Kocin laughed when I asked him about the line on Wednesday. “I had about a half an hour to write that discussion,” he told me. “I don’t know who reads that!”

I wanted to know: What makes this storm textbook? Why did this system look so much like huge historical storms, and less like any other kind of winter weather pattern?

“First of all, there aren’t many [big snowstorms],” he said. “So there are certain things we look for when we’re looking for what appears to be the ‘Big One.’ And this one has the makings of the ‘Big One’ in just sort of the way it’s being set up.”

He described two important steps in the evolution of this set-up. The first came into place earlier this week. In this step, a cold, high-pressure system sits north of New York or over New England, while a low-pressure system develops over the middle of the country. In forecaster parlance, this second system over the middle of the continent is a “digging trough”: a big low-pressure system that’s rapidly getting bigger.

Then comes the second step. That low-pressure system moves toward the southeast and keeps getting bigger. Eventually, it hits the warm water of the ocean and starts working its way up the southern coast, toward the mid-Atlantic. But the high, cold pressure north of New York doesn’t move.

“The area of high pressure kind of sits where it is, while the low pressure area moves north and gets more intense,” Kocin said. “As it does so, the difference in pressure between the two systems draws a tremendous amount of moisture in. We see those in the maps. And it starts to create all sorts of precipitation with the cold air.”
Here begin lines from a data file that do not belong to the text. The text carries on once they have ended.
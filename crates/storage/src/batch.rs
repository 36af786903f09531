//! Write batches: everything one committed transaction changes
//!
//! A batch is scoped to a single series, mirroring the transaction that
//! produced it. Records in a batch are fully materialized (ids, timestamps)
//! so the same batch can be written to the WAL and replayed byte-for-byte.

use buildseq_core::{BuildRecord, SeriesKey, SeriesRecord};
use serde::{Deserialize, Serialize};

/// Mutations of one series, applied atomically
#[derive(Debug, Clone, PartialEq, Eq, Serialize, Deserialize)]
pub struct WriteBatch {
    /// Series the batch belongs to
    pub series: SeriesKey,
    /// Series row to create, if the transaction created the series
    pub create_series: Option<SeriesRecord>,
    /// Build rows to insert, in allocation order
    pub builds: Vec<BuildRecord>,
    /// Delete the (empty) series
    pub delete_series: bool,
}

impl WriteBatch {
    /// Empty batch for a series
    pub fn new(series: SeriesKey) -> Self {
        Self {
            series,
            create_series: None,
            builds: Vec::new(),
            delete_series: false,
        }
    }

    /// True if the batch changes nothing
    pub fn is_empty(&self) -> bool {
        self.create_series.is_none() && self.builds.is_empty() && !self.delete_series
    }

    /// Number of row-level operations in the batch
    pub fn len(&self) -> usize {
        usize::from(self.create_series.is_some()) + self.builds.len() + usize::from(self.delete_series)
    }
}

#[cfg(test)]
mod tests {
    use super::*;
    use buildseq_core::SeriesId;
    use chrono::Utc;

    #[test]
    fn test_empty_batch() {
        let batch = WriteBatch::new(SeriesKey::new(1, 1));
        assert!(batch.is_empty());
        assert_eq!(batch.len(), 0);
    }

    #[test]
    fn test_batch_len_counts_rows() {
        let mut batch = WriteBatch::new(SeriesKey::new(1, 1));
        batch.create_series = Some(SeriesRecord {
            id: SeriesId(1),
            key: SeriesKey::new(1, 1),
            created_on: Utc::now(),
        });
        assert!(!batch.is_empty());
        assert_eq!(batch.len(), 1);
        batch.delete_series = true;
        assert_eq!(batch.len(), 2);
    }
}
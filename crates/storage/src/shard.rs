//! Per-series shard: the series row, its builds and their unique indices

use buildseq_core::{BuildNumber, BuildRecord, Error, Result, SeriesRecord};
use rustc_hash::FxHashMap;

/// All rows belonging to one series
///
/// Builds are kept in a vector in insertion order. Because the allocator
/// always appends `max + 1`, insertion order equals build-number order for
/// allocator-produced data; `sorted_builds` sorts anyway so that seeded or
/// replayed data lists correctly.
#[derive(Debug, Clone)]
pub struct SeriesShard {
    record: SeriesRecord,
    builds: Vec<BuildRecord>,
    by_commit: FxHashMap<String, usize>,
    by_number: FxHashMap<BuildNumber, usize>,
    max_number: Option<BuildNumber>,
    version: u64,
}

impl SeriesShard {
    /// Create a shard for a freshly created series
    pub fn new(record: SeriesRecord, version: u64) -> Self {
        Self {
            record,
            builds: Vec::new(),
            by_commit: FxHashMap::default(),
            by_number: FxHashMap::default(),
            max_number: None,
            version,
        }
    }

    /// The series row
    pub fn record(&self) -> &SeriesRecord {
        &self.record
    }

    /// Version of the last batch applied to this series
    pub fn version(&self) -> u64 {
        self.version
    }

    /// Number of builds in the series
    pub fn len(&self) -> usize {
        self.builds.len()
    }

    /// True if the series has no builds
    pub fn is_empty(&self) -> bool {
        self.builds.is_empty()
    }

    /// Highest build number in the series
    pub fn max_build_number(&self) -> Option<BuildNumber> {
        self.max_number
    }

    /// Look up the build for a commit
    pub fn build_for_commit(&self, commit: &str) -> Option<&BuildRecord> {
        self.by_commit.get(commit).map(|&idx| &self.builds[idx])
    }

    /// Look up the build holding a number
    pub fn build_for_number(&self, number: BuildNumber) -> Option<&BuildRecord> {
        self.by_number.get(&number).map(|&idx| &self.builds[idx])
    }

    /// All builds ordered by build number ascending
    pub fn sorted_builds(&self) -> Vec<BuildRecord> {
        let mut builds = self.builds.clone();
        builds.sort_by_key(|b| b.build_number);
        builds
    }

    /// Check that `builds` can be inserted without violating a constraint
    ///
    /// Also checks the builds against each other, so a batch carrying the
    /// same commit twice is rejected as a whole.
    pub fn check_builds(&self, builds: &[BuildRecord]) -> Result<()> {
        for (i, build) in builds.iter().enumerate() {
            if build.series_id != self.record.id {
                return Err(Error::DanglingBuild(build.series_id));
            }
            let earlier = &builds[..i];
            if self.by_commit.contains_key(&build.commit)
                || earlier.iter().any(|b| b.commit == build.commit)
            {
                return Err(Error::DuplicateCommit {
                    series: self.record.key,
                    commit: build.commit.clone(),
                });
            }
            if self.by_number.contains_key(&build.build_number)
                || earlier.iter().any(|b| b.build_number == build.build_number)
            {
                return Err(Error::DuplicateBuildNumber {
                    series: self.record.key,
                    build_number: build.build_number,
                });
            }
        }
        Ok(())
    }

    /// Insert builds and stamp the shard with `version`
    ///
    /// Callers must run [`SeriesShard::check_builds`] first; this method
    /// re-checks and leaves the shard untouched on failure.
    pub fn insert_builds(&mut self, builds: &[BuildRecord], version: u64) -> Result<()> {
        self.check_builds(builds)?;
        for build in builds {
            let idx = self.builds.len();
            self.by_commit.insert(build.commit.clone(), idx);
            self.by_number.insert(build.build_number, idx);
            self.max_number = self.max_number.max(Some(build.build_number));
            self.builds.push(build.clone());
        }
        self.version = self.version.max(version);
        Ok(())
    }
}
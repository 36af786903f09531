//! Allocation Comprehensive Test Suite
//!
//! End-to-end tests through the public `buildseq` facade.
//!
//! ## Test Tiers
//!
//! - **Tier 1**: Numbering invariants (dense, stable, per-series)
//! - **Tier 2**: Durability and crash recovery
//! - **Tier 3**: Concurrent allocation
//! - **Tier 4**: Request contract (status codes and messages)
//!
//! ## Running Tests
//!
//! ```bash
//! cargo test --test allocation_comprehensive
//! ```

mod test_utils;

mod tier1_numbering_invariants;
mod tier2_durability;
mod tier3_concurrency;
mod tier4_request_contract;
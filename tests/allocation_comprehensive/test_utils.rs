//! Shared helpers for the allocation suite.

#![allow(dead_code)]

use std::path::{Path, PathBuf};
use std::sync::Arc;

pub use buildseq::{
    hash_token, BuildSeqConfig, Database, Executor, Method, Request, Response, RetryConfig,
};
use tempfile::TempDir;

pub const TOKEN: &str = "release-pipeline";

/// Config that authorizes [`TOKEN`].
pub fn token_config() -> BuildSeqConfig {
    BuildSeqConfig {
        authorized_digests: vec![hash_token(TOKEN)],
        ..BuildSeqConfig::default()
    }
}

/// A 40-character commit identifier derived from `n`.
pub fn commit(n: usize) -> String {
    format!("{:040x}", n)
}

/// On-disk database in a temporary directory.
pub struct TestDb {
    pub db: Arc<Database>,
    pub dir: TempDir,
}

impl TestDb {
    pub fn new() -> Self {
        Self::with_config(token_config())
    }

    pub fn with_config(config: BuildSeqConfig) -> Self {
        let dir = tempfile::tempdir().expect("Failed to create temp dir");
        let db = Database::open_with_config(dir.path(), config).expect("Failed to open database");
        TestDb { db, dir }
    }

    pub fn path(&self) -> &Path {
        self.dir.path()
    }

    pub fn wal_path(&self) -> PathBuf {
        self.dir.path().join("wal").join("buildseq.wal")
    }

    pub fn executor(&self) -> Executor {
        Executor::new(Arc::clone(&self.db)).expect("Failed to build executor")
    }

    /// Close the database, apply `damage` to the closed directory, then
    /// open it again. Every executor built from this handle must already be
    /// dropped.
    pub fn reopen_after(self, damage: impl FnOnce(&TestDb)) -> Self {
        let TestDb { db, dir } = self;
        drop(db);
        let closed = TestDb {
            db: Database::ephemeral(),
            dir,
        };
        damage(&closed);
        let db = Database::open(closed.dir.path()).expect("Failed to reopen database");
        TestDb {
            db,
            dir: closed.dir,
        }
    }

    /// Close and open again without touching the files.
    pub fn reopen(self) -> Self {
        self.reopen_after(|_| {})
    }
}

/// In-memory executor that accepts [`TOKEN`].
pub fn ephemeral_executor() -> Executor {
    Executor::new(Database::ephemeral_with_config(token_config()).unwrap()).unwrap()
}

pub fn allocate(executor: &Executor, series: &str, commit: &str) -> Response {
    executor.execute(
        &Request::new(Method::Post)
            .with_series(series)
            .with_commit(commit)
            .with_token(TOKEN),
    )
}

pub fn lookup(executor: &Executor, series: &str, commit: &str) -> Response {
    executor.execute(
        &Request::new(Method::Get)
            .with_series(series)
            .with_commit(commit)
            .with_token(TOKEN),
    )
}

pub fn list(executor: &Executor, series: &str) -> Response {
    executor.execute(
        &Request::new(Method::Get)
            .with_series(series)
            .with_token(TOKEN),
    )
}

/// Build numbers of a series listing, in order.
pub fn numbers(response: &Response) -> Vec<u16> {
    response
        .builds
        .as_ref()
        .map(|builds| builds.iter().map(|b| b.build_number).collect())
        .unwrap_or_default()
}
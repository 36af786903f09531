//! Error types for request execution.
//!
//! Each variant is one response class. The `Display` text is the message
//! sent to the client and [`Error::status`] is the status code.

use serde::{Deserialize, Serialize};

/// Result type alias for executor operations.
pub type Result<T> = std::result::Result<T, Error>;

/// Supported endpoints, listed when a request names no series.
pub(crate) const ENDPOINTS: &str =
    "POST /<series>/<commit_hash>\nGET /<series>/<commit_hash>\nGET /<series>";

/// Request execution errors.
///
/// | Category | Variants | Status |
/// |----------|----------|--------|
/// | Authentication | `Unauthorized` | 401 |
/// | Validation | `InvalidSeries`, `CommitTooShort`, `CommitTooLong` | 400 |
/// | Not Found | `SeriesNotFound`, `BuildNotFound`, `InvalidEndpoint` | 404 |
/// | Routing | `InvalidMethod` | 405 |
/// | Concurrency | `Conflict`, `Busy` | 409 |
/// | Limits | `Overflow` | 422 |
/// | System | `Internal` | 500 |
#[derive(Debug, Clone, PartialEq, Eq, Serialize, Deserialize, thiserror::Error)]
pub enum Error {
    /// Missing or unknown token
    #[error("Unauthorized")]
    Unauthorized,

    /// Series text is not `<major>.<minor>`
    #[error("Invalid parameter: series. Format: <major>.<minor>")]
    InvalidSeries {
        /// Text as received
        series: String,
    },

    /// Commit shorter than the configured minimum
    #[error("Invalid parameter: commit. Must be at least {min} characters long")]
    CommitTooShort {
        /// Configured minimum
        min: usize,
    },

    /// Commit longer than the column allows
    #[error("Invalid parameter: commit. Must be at most {max} characters long")]
    CommitTooLong {
        /// Maximum length
        max: usize,
    },

    /// Series has never been allocated into
    #[error("Unknown series!")]
    SeriesNotFound {
        /// Series display form
        series: String,
    },

    /// Commit has no build in the series
    #[error("Unknown build!")]
    BuildNotFound {
        /// Series display form
        series: String,
        /// Commit as received
        commit: String,
    },

    /// Request names no series
    #[error("Invalid API endpoint. Supported API endpoints are:\n\n{}", ENDPOINTS)]
    InvalidEndpoint,

    /// Method not supported on the endpoint
    #[error("Invalid method")]
    InvalidMethod {
        /// Method as received
        method: String,
    },

    /// The commit was inserted concurrently
    #[error("Commit does already exist in series!")]
    Conflict {
        /// Internal detail (not sent to clients)
        reason: String,
    },

    /// Concurrent writers kept winning; the commit may or may not exist
    #[error("Series is busy. Please retry.")]
    Busy {
        /// Internal detail (not sent to clients)
        reason: String,
    },

    /// The series holds build 65535
    #[error("New build number exceeds protocol version bits!")]
    Overflow {
        /// Series display form
        series: String,
    },

    /// Storage or WAL failure
    #[error("Internal storage failure")]
    Internal {
        /// Internal detail (not sent to clients)
        reason: String,
    },
}

impl Error {
    /// Status code of the response class
    pub fn status(&self) -> u16 {
        match self {
            Error::Unauthorized => 401,
            Error::InvalidSeries { .. } | Error::CommitTooShort { .. } | Error::CommitTooLong { .. } => 400,
            Error::SeriesNotFound { .. } | Error::BuildNotFound { .. } | Error::InvalidEndpoint => 404,
            Error::InvalidMethod { .. } => 405,
            Error::Conflict { .. } | Error::Busy { .. } => 409,
            Error::Overflow { .. } => 422,
            Error::Internal { .. } => 500,
        }
    }

    /// True if repeating the request may succeed
    pub fn is_transient(&self) -> bool {
        matches!(
            self,
            Error::Conflict { .. } | Error::Busy { .. } | Error::Internal { .. }
        )
    }
}
//! Transaction validation for OCC
//!
//! Rules:
//! - First committer wins, judged on the series version in the read set
//! - A transaction that never read the series has no version to validate;
//!   the store's own constraint checks still apply to its writes
//! - Buffered series creations and build inserts are checked against rows
//!   committed since the transaction read, so callers can tell a lost race
//!   for the *same* commit apart from a plain version bump

use crate::transaction::TransactionContext;
use buildseq_core::{BuildRecord, Result, SeriesKey, Storage};

/// Types of conflicts that can occur during transaction validation
#[derive(Debug, Clone, PartialEq, Eq)]
pub enum ConflictType {
    /// The series changed since the transaction read it
    SeriesVersion {
        /// Series that changed
        series: SeriesKey,
        /// Version recorded in the read set
        read_version: u64,
        /// Version at validation time
        current_version: u64,
    },

    /// The transaction creates a series that another transaction created first
    SeriesExists {
        /// Series that now exists
        series: SeriesKey,
    },

    /// The transaction inserts a commit that another transaction inserted first
    CommitExists {
        /// Series of the commit
        series: SeriesKey,
        /// The winner's build row
        existing: BuildRecord,
    },
}

/// Result of transaction validation
///
/// Accumulates all conflicts found during validation.
/// A transaction commits only if `is_valid()` returns true.
#[derive(Debug, Clone, PartialEq, Eq)]
pub struct ValidationResult {
    /// All conflicts detected during validation
    pub conflicts: Vec<ConflictType>,
}

impl ValidationResult {
    /// Successful validation (no conflicts)
    pub fn ok() -> Self {
        ValidationResult {
            conflicts: Vec::new(),
        }
    }

    /// Validation result with a single conflict
    pub fn conflict(conflict: ConflictType) -> Self {
        ValidationResult {
            conflicts: vec![conflict],
        }
    }

    /// True if validation passed
    pub fn is_valid(&self) -> bool {
        self.conflicts.is_empty()
    }

    /// Merge another validation result into this one
    pub fn merge(&mut self, other: ValidationResult) {
        self.conflicts.extend(other.conflicts);
    }

    /// Number of conflicts
    pub fn conflict_count(&self) -> usize {
        self.conflicts.len()
    }

    /// The winner's row if a buffered commit was inserted concurrently
    pub fn existing_build(&self) -> Option<&BuildRecord> {
        self.conflicts.iter().find_map(|c| match c {
            ConflictType::CommitExists { existing, .. } => Some(existing),
            _ => None,
        })
    }
}

/// Validate a transaction against the current store state
///
/// Must run under the series' commit lock so the result stays true until
/// the batch is applied.
pub fn validate_transaction<S: Storage>(
    txn: &TransactionContext,
    store: &S,
) -> Result<ValidationResult> {
    let mut result = ValidationResult::ok();

    if let Some(read_version) = txn.read_version() {
        let current_version = store.series_version(&txn.series)?;
        if current_version != read_version {
            result.merge(ValidationResult::conflict(ConflictType::SeriesVersion {
                series: txn.series,
                read_version,
                current_version,
            }));
        }
    }

    if txn.creates_series() && store.get_series(&txn.series)?.value.is_some() {
        result.merge(ValidationResult::conflict(ConflictType::SeriesExists {
            series: txn.series,
        }));
    }

    for pending in txn.pending_builds() {
        if let Some(existing) = store.get_build(&txn.series, &pending.commit)?.value {
            result.merge(ValidationResult::conflict(ConflictType::CommitExists {
                series: txn.series,
                existing,
            }));
        }
    }

    Ok(result)
}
He added that this mix of northbound low systems up the coast, and stagnant high-pressure systems over New England, isn’t uncommon. The forces involved in this storm are just very strong. “It’s just a very big manifestation of what we see all the time,” he said. “It looks like a classic Big One.”

These kinds of messy, disorganized systems are very different from hurricanes, the other type of major storms that Americans on the East Coast have to stay attuned to. Tropical cyclones draw their energy from warm water, he said. But nor’easters and other storms that develop inland work off a different mechanism. They emerge from differences in temperature.

“In winter it gets very cold, but the water temperature remains very mild. What the storm does is draw a very narrow boundary between the cold and warm air, where there’s a very big difference [in temperature],” Kocin told me.“Storm systems just love that temperature contrast. The bigger the temperature contrast, sometimes the bigger the storm.”

Despite the great confidence in this forecast, he cautioned that we couldn’t be absolutely sure until the snow comes down. “We still have two days before the first flake comes down,” he said. “The reality is—and this is an important last point—it hasn’t happened yet.”

“‘How accurate are your forecasts?’ We don’t know!”